Advances in Decision Sciences
Volume 2009 (2009), Article ID 125308, 22 pages
doi:10.1155/2009/125308

Modified neural network algorithms for predicting trading signals of stock market indices

C.D. Tilakaratne1 , M.A. Mammadov2 and S.A. Morris2

1Department of Statistics, University of Colombo, P.O. Box 1490, Colombo 3, Sri Lanka
2Graduate School of Information Technology and Mathematical Sciences, University of Ballarat, P.O. Box 663, Ballarat, Victoria 3353, Australia

Abstract

The aim of this paper is to present modified neural network algorithms to predict whether it is best to buy, hold, or sell shares (trading signals) of stock market indices.

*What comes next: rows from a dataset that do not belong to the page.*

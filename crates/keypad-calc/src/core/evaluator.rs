//! Left-to-right expression evaluator
//!
//! Reduces a display string such as `"50 + 10%"` to a number. There is no
//! operator precedence: each `(operator, operand)` pair is applied to the
//! running result in the order it was typed.

use crate::core::Operator;
use tracing::{debug, trace};

/// Percent marker carried by an operand until evaluation
pub const PERCENT_MARKER: char = '%';

/// Splits a display string on single spaces, dropping empty fragments
#[must_use]
pub fn tokenize(expression: &str) -> Vec<&str> {
    expression.split(' ').filter(|t| !t.is_empty()).collect()
}

/// Parses a bare operand (no percent marker)
#[must_use]
pub fn parse_operand(token: &str) -> Option<f64> {
    token.parse().ok()
}

/// Parses an operand, turning a percent-marked operand into a fraction (`9%` is 0.09)
#[must_use]
pub fn operand_value(token: &str) -> Option<f64> {
    match token.strip_suffix(PERCENT_MARKER) {
        Some(bare) => parse_operand(bare).map(|p| p / 100.0),
        None => parse_operand(token),
    }
}

/// Evaluates a display string left to right
///
/// An expression with fewer than three tokens is a single operand. A pair
/// whose operand does not parse, or whose operator is not recognized, is
/// skipped and the running result is left unchanged.
#[must_use]
pub fn evaluate(expression: &str) -> f64 {
    let tokens = tokenize(expression);

    let Some(first) = tokens.first() else {
        return 0.0;
    };
    let mut result = operand_value(first).unwrap_or(0.0);

    if tokens.len() >= 3 {
        for pair in tokens[1..].chunks(2) {
            let [op_token, operand] = pair else {
                trace!(token = pair[0], "dangling operator ignored");
                continue;
            };
            let Some(op) = Operator::from_token(op_token) else {
                trace!(token = op_token, "unrecognized operator skipped");
                continue;
            };
            let Some(value) = effective_operand(result, op, operand) else {
                trace!(token = operand, "malformed operand skipped");
                continue;
            };
            result = op.apply(result, value);
            trace!(%op, value, result, "applied");
        }
    }

    debug!(expression, result, "evaluated");
    result
}

/// Resolves the right-hand value of one pair
///
/// `+`/`-` with `p%` use `p` percent of the running result; `×`/`÷` use `p / 100`.
fn effective_operand(result: f64, op: Operator, operand: &str) -> Option<f64> {
    match operand.strip_suffix(PERCENT_MARKER) {
        Some(bare) => {
            let p = parse_operand(bare)?;
            if op.is_additive() {
                Some(result * p / 100.0)
            } else {
                Some(p / 100.0)
            }
        }
        None => parse_operand(operand),
    }
}

#[cfg(test)]
mod tests {
    use super::*;

    // ===== Tokenizer tests =====

    #[test]
    fn test_tokenize_drops_empty_fragments() {
        assert_eq!(tokenize("5 + "), vec!["5", "+"]);
        assert_eq!(tokenize("  3  ×  4 "), vec!["3", "×", "4"]);
        assert!(tokenize("").is_empty());
    }

    #[test]
    fn test_operand_value() {
        assert_eq!(operand_value("12.5"), Some(12.5));
        assert_eq!(operand_value("9%"), Some(0.09));
        assert_eq!(operand_value("-50%"), Some(-0.5));
        assert_eq!(operand_value("%"), None);
        assert_eq!(operand_value("abc"), None);
    }

    // ===== Single operand tests =====

    #[test]
    fn test_evaluate_single_number() {
        assert_eq!(evaluate("5"), 5.0);
        assert_eq!(evaluate("-3.25"), -3.25);
    }

    #[test]
    fn test_evaluate_single_percent() {
        assert_eq!(evaluate("9%"), 0.09);
    }

    #[test]
    fn test_evaluate_unparseable_single_is_zero() {
        assert_eq!(evaluate("."), 0.0);
        assert_eq!(evaluate(""), 0.0);
        assert_eq!(evaluate("   "), 0.0);
    }

    #[test]
    fn test_evaluate_dangling_operator_uses_first_operand() {
        assert_eq!(evaluate("5 + "), 5.0);
    }

    // ===== Binary tests =====

    #[test]
    fn test_evaluate_all_operators() {
        assert_eq!(evaluate("3 + 4"), 7.0);
        assert_eq!(evaluate("10 - 4"), 6.0);
        assert_eq!(evaluate("6 × 7"), 42.0);
        assert_eq!(evaluate("10 ÷ 4"), 2.5);
    }

    #[test]
    fn test_evaluate_left_to_right_without_precedence() {
        // (2 + 3) × 4, not 2 + (3 × 4)
        assert_eq!(evaluate("2 + 3 × 4"), 20.0);
        assert_eq!(evaluate("10 - 4 ÷ 2"), 3.0);
    }

    #[test]
    fn test_evaluate_percent_of_running_result() {
        assert_eq!(evaluate("50 + 10%"), 55.0);
        assert_eq!(evaluate("200 - 25%"), 150.0);
    }

    #[test]
    fn test_evaluate_percent_as_fraction() {
        assert_eq!(evaluate("50 × 10%"), 5.0);
        assert_eq!(evaluate("5 ÷ 50%"), 10.0);
    }

    #[test]
    fn test_evaluate_percent_first_operand() {
        assert_eq!(evaluate("50% + 1"), 1.5);
    }

    #[test]
    fn test_evaluate_negative_operands() {
        assert_eq!(evaluate("-5 + 10"), 5.0);
        assert_eq!(evaluate("5 × -2"), -10.0);
    }

    // ===== Tolerance tests =====

    #[test]
    fn test_evaluate_skips_malformed_operand() {
        assert_eq!(evaluate("5 + . × 2"), 10.0);
        assert_eq!(evaluate("5 + abc"), 5.0);
    }

    #[test]
    fn test_evaluate_skips_unknown_operator() {
        assert_eq!(evaluate("5 ^ 2 + 1"), 6.0);
    }

    #[test]
    fn test_evaluate_trailing_operator_ignored() {
        assert_eq!(evaluate("5 + 3 × "), 8.0);
    }

    #[test]
    fn test_evaluate_division_by_zero() {
        assert!(evaluate("1 ÷ 0").is_infinite());
        assert!(evaluate("-1 ÷ 0").is_sign_negative());
        assert!(evaluate("0 ÷ 0").is_nan());
    }

    #[test]
    fn test_evaluate_non_finite_operand_round_trips() {
        assert!(evaluate("Infinity - 1").is_infinite());
        assert!(evaluate("NaN + 1").is_nan());
    }
}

Most commonly used classification techniques are not successful in predicting trading signals when the distribution of the actual trading signals, among these three classes, is imbalanced. The modified network algorithms are based on the structure of feedforward neural networks and a modified Ordinary Least Squares (OLSs) error function. An adjustment relating to the contribution from the historical data used for training the networks and penalisation of incorrectly classified trading signals were accounted for, when modifying the OLS function. A global optimization algorithm was employed to train these networks. These algorithms were employed to predict the trading signals of the Australian All Ordinary Index. The algorithms with the modified error functions introduced by this study produced better predictions.